Éclatée en de multiples formations, affaiblie par des luttes de pouvoirs, la mouvance islamiste en Algérie ne semble plus en mesure d'imposer ses idées dans le jeu politique. Alors que le pays renouvellera ses députés en avril lors des législatives, les partis islamistes tentent de s'organiser pour peser.
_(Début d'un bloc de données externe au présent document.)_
// src/sink/mod.rs
//! Time-series sink: maps a classification result to one point and writes it.

pub mod influx;
pub mod memory;

use async_trait::async_trait;
use metrics::counter;
use serde::Serialize;
use std::collections::BTreeMap;
use std::fmt::Write as _;
use std::sync::Arc;
use tracing::{debug, warn};

use crate::classify::ClassificationResult;
use crate::error::SinkError;

pub use influx::{InfluxConfig, InfluxWriter};
pub use memory::MemoryWriter;

pub const DEFAULT_MEASUREMENT: &str = "events";

/// Tag key holding the comma-joined matched keywords.
pub const KEYWORDS_TAG: &str = "keywords";

#[derive(Debug, Clone, PartialEq, Serialize)]
#[serde(untagged)]
pub enum FieldValue {
    Float(f64),
    Int(i64),
    Bool(bool),
    Str(String),
}

impl From<f64> for FieldValue {
    fn from(v: f64) -> Self {
        Self::Float(v)
    }
}
impl From<i64> for FieldValue {
    fn from(v: i64) -> Self {
        Self::Int(v)
    }
}
impl From<bool> for FieldValue {
    fn from(v: bool) -> Self {
        Self::Bool(v)
    }
}
impl From<String> for FieldValue {
    fn from(v: String) -> Self {
        Self::Str(v)
    }
}
impl From<&str> for FieldValue {
    fn from(v: &str) -> Self {
        Self::Str(v.to_string())
    }
}

/// Single point write request.
#[derive(Debug, Clone, PartialEq, Serialize)]
pub struct Point {
    pub measurement: String,
    pub tags: BTreeMap<String, String>,
    pub fields: BTreeMap<String, FieldValue>,
    /// Unix milliseconds; `None` lets the store assign server time.
    pub timestamp_ms: Option<i64>,
}

impl Point {
    pub fn new(measurement: impl Into<String>) -> Self {
        Self {
            measurement: measurement.into(),
            tags: BTreeMap::new(),
            fields: BTreeMap::new(),
            timestamp_ms: None,
        }
    }

    pub fn tag(mut self, k: impl Into<String>, v: impl Into<String>) -> Self {
        self.tags.insert(k.into(), v.into());
        self
    }

    pub fn field(mut self, k: impl Into<String>, v: impl Into<FieldValue>) -> Self {
        self.fields.insert(k.into(), v.into());
        self
    }

    pub fn at_ms(mut self, ts: i64) -> Self {
        self.timestamp_ms = Some(ts);
        self
    }

    /// InfluxDB line protocol (millisecond precision).
    pub fn to_line_protocol(&self) -> String {
        let mut out = escape(&self.measurement, &[',', ' ']);
        for (k, v) in &self.tags {
            if v.is_empty() {
                continue;
            }
            let _ = write!(out, ",{}={}", escape(k, TAG_SPECIAL), escape(v, TAG_SPECIAL));
        }
        let mut first = true;
        for (k, v) in &self.fields {
            out.push(if first { ' ' } else { ',' });
            first = false;
            let _ = write!(out, "{}=", escape(k, TAG_SPECIAL));
            match v {
                FieldValue::Float(f) => {
                    let _ = write!(out, "{f:?}");
                }
                FieldValue::Int(i) => {
                    let _ = write!(out, "{i}i");
                }
                FieldValue::Bool(b) => {
                    let _ = write!(out, "{b}");
                }
                FieldValue::Str(s) => {
                    let _ = write!(out, "\"{}\"", escape(s, &['"', '\\']));
                }
            }
        }
        if let Some(ts) = self.timestamp_ms {
            let _ = write!(out, " {ts}");
        }
        out
    }
}

const TAG_SPECIAL: &[char] = &[',', '=', ' '];

fn escape(s: &str, special: &[char]) -> String {
    let mut out = String::with_capacity(s.len());
    for c in s.chars() {
        match c {
            '\n' => out.push_str("\\n"),
            c if special.contains(&c) => {
                out.push('\\');
                out.push(c);
            }
            c => out.push(c),
        }
    }
    out
}

/// Persistence collaborator accepting single point writes.
#[async_trait]
pub trait PointWriter: Send + Sync {
    async fn write_point(&self, point: &Point) -> Result<(), SinkError>;
    fn name(&self) -> &'static str;
}

pub type DynPointWriter = Arc<dyn PointWriter>;

/// Formats classification results into points and hands them to a [`PointWriter`].
#[derive(Clone)]
pub struct SinkAdapter {
    writer: DynPointWriter,
    measurement: String,
}

impl SinkAdapter {
    pub fn new(writer: DynPointWriter, measurement: impl Into<String>) -> Self {
        Self {
            writer,
            measurement: measurement.into(),
        }
    }

    pub fn to_point(&self, result: &ClassificationResult) -> Point {
        Point::new(self.measurement.as_str())
            .tag(KEYWORDS_TAG, result.matched_tags.join(","))
            .field("eventId", result.event_id.as_str())
            .field("relevance", result.relevance)
            .field("author", result.author.as_str())
            .field("isVolatile", result.is_volatile)
            .field("rawJSON", result.raw_json.as_str())
            .at_ms(chrono::Utc::now().timestamp_millis())
    }

    /// Write one result. Results without matched tags are refused.
    pub async fn persist(&self, result: &ClassificationResult) -> Result<(), SinkError> {
        if !result.is_relevant() {
            return Err(SinkError::Unmatched(result.event_id.clone()));
        }
        self.writer.write_point(&self.to_point(result)).await
    }

    /// `persist`, with failures logged and swallowed. Returns whether the write landed.
    pub async fn persist_logged(&self, result: &ClassificationResult) -> bool {
        match self.persist(result).await {
            Ok(()) => {
                counter!("sink_writes_total").increment(1);
                debug!(
                    target: "sink",
                    sink = self.writer.name(),
                    event_id = %result.event_id,
                    relevance = result.relevance,
                    "point written"
                );
                true
            }
            Err(e) => {
                counter!("sink_errors_total").increment(1);
                warn!(
                    target: "sink",
                    sink = self.writer.name(),
                    event_id = %result.event_id,
                    error = %e,
                    "point write failed; event dropped from sink"
                );
                false
            }
        }
    }
}

#[cfg(test)]
mod tests {
    use super::*;

    fn result(tags: &[&str]) -> ClassificationResult {
        ClassificationResult {
            event_id: "42".into(),
            raw_text: "loving the new api design talk".into(),
            raw_json: r#"{"id":"42"}"#.into(),
            author: "amy".into(),
            is_friendly: false,
            relevance: 0.0,
            is_volatile: false,
            matched_tags: tags.iter().map(|s| s.to_string()).collect(),
            sentiment: None,
        }
    }

    #[test]
    fn point_shape_matches_record_contract() {
        let sink = SinkAdapter::new(Arc::new(MemoryWriter::default()), "tweets");
        let p = sink.to_point(&result(&["api", "api design"]));
        assert_eq!(p.measurement, "tweets");
        assert_eq!(p.tags.get("keywords").map(String::as_str), Some("api,api design"));
        assert_eq!(p.fields.get("eventId"), Some(&FieldValue::Str("42".into())));
        assert_eq!(p.fields.get("relevance"), Some(&FieldValue::Float(0.0)));
        assert_eq!(p.fields.get("author"), Some(&FieldValue::Str("amy".into())));
        assert_eq!(p.fields.get("isVolatile"), Some(&FieldValue::Bool(false)));
        assert_eq!(
            p.fields.get("rawJSON"),
            Some(&FieldValue::Str(r#"{"id":"42"}"#.into()))
        );
    }

    #[test]
    fn line_protocol_escapes() {
        let p = Point::new("my events")
            .tag("keywords", "api,api design")
            .field("author", "a \"quoted\" name")
            .field("relevance", 0.5)
            .field("count", 3i64)
            .field("isVolatile", true)
            .at_ms(1_700_000_000_000);
        assert_eq!(
            p.to_line_protocol(),
            r#"my\ events,keywords=api\,api\ design author="a \"quoted\" name",count=3i,isVolatile=true,relevance=0.5 1700000000000"#
        );
    }

    #[test]
    fn float_fields_keep_decimal_point() {
        let p = Point::new("m").field("relevance", 0.0);
        assert_eq!(p.to_line_protocol(), "m relevance=0.0");
    }

    #[tokio::test]
    async fn unmatched_results_are_refused() {
        let writer = Arc::new(MemoryWriter::default());
        let sink = SinkAdapter::new(writer.clone(), DEFAULT_MEASUREMENT);
        assert!(matches!(
            sink.persist(&result(&[])).await,
            Err(SinkError::Unmatched(_))
        ));
        assert!(writer.points().is_empty());
    }

    #[tokio::test]
    async fn write_failures_are_swallowed() {
        let writer = Arc::new(MemoryWriter::failing());
        let sink = SinkAdapter::new(writer.clone(), DEFAULT_MEASUREMENT);
        assert!(!sink.persist_logged(&result(&["api"])).await);
        assert!(writer.points().is_empty());
    }
}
"Leur courant a été laminé, comme l'a été le courant démocratique" depuis l'arrivée au pouvoir du président Abdelaziz Bouteflika en 1999, souligne le politologue Rachid Grine. Lors des dernières législatives en mai 2012, les islamistes, qui espéraient surfer sur les victoires de leur mouvance dans les pays du Printemps arabe, avaient enregistré leur plus mauvais score depuis le premier scrutin pluraliste de 1990. Ils espèrent remonter la pente à l'occasion du scrutin d'avril qui se tiendra dans un contexte économique et social rendu délicat du fait de la chute des recettes pétrolières.
La nécessité de l'union
L'union est une nécessité", a affirmé Abdallah Djaballah à l'AFP. Son parti, le Front pour la justice et le développement (FJD) s'est rapproché en décembre d'El Binaa et du mouvement Ennahda, deux autres partis islamistes en vue d'une "alliance stratégique unitaire". Les législatives constitueraient la première étape en vue d'une fusion d'ici à la fin 2017.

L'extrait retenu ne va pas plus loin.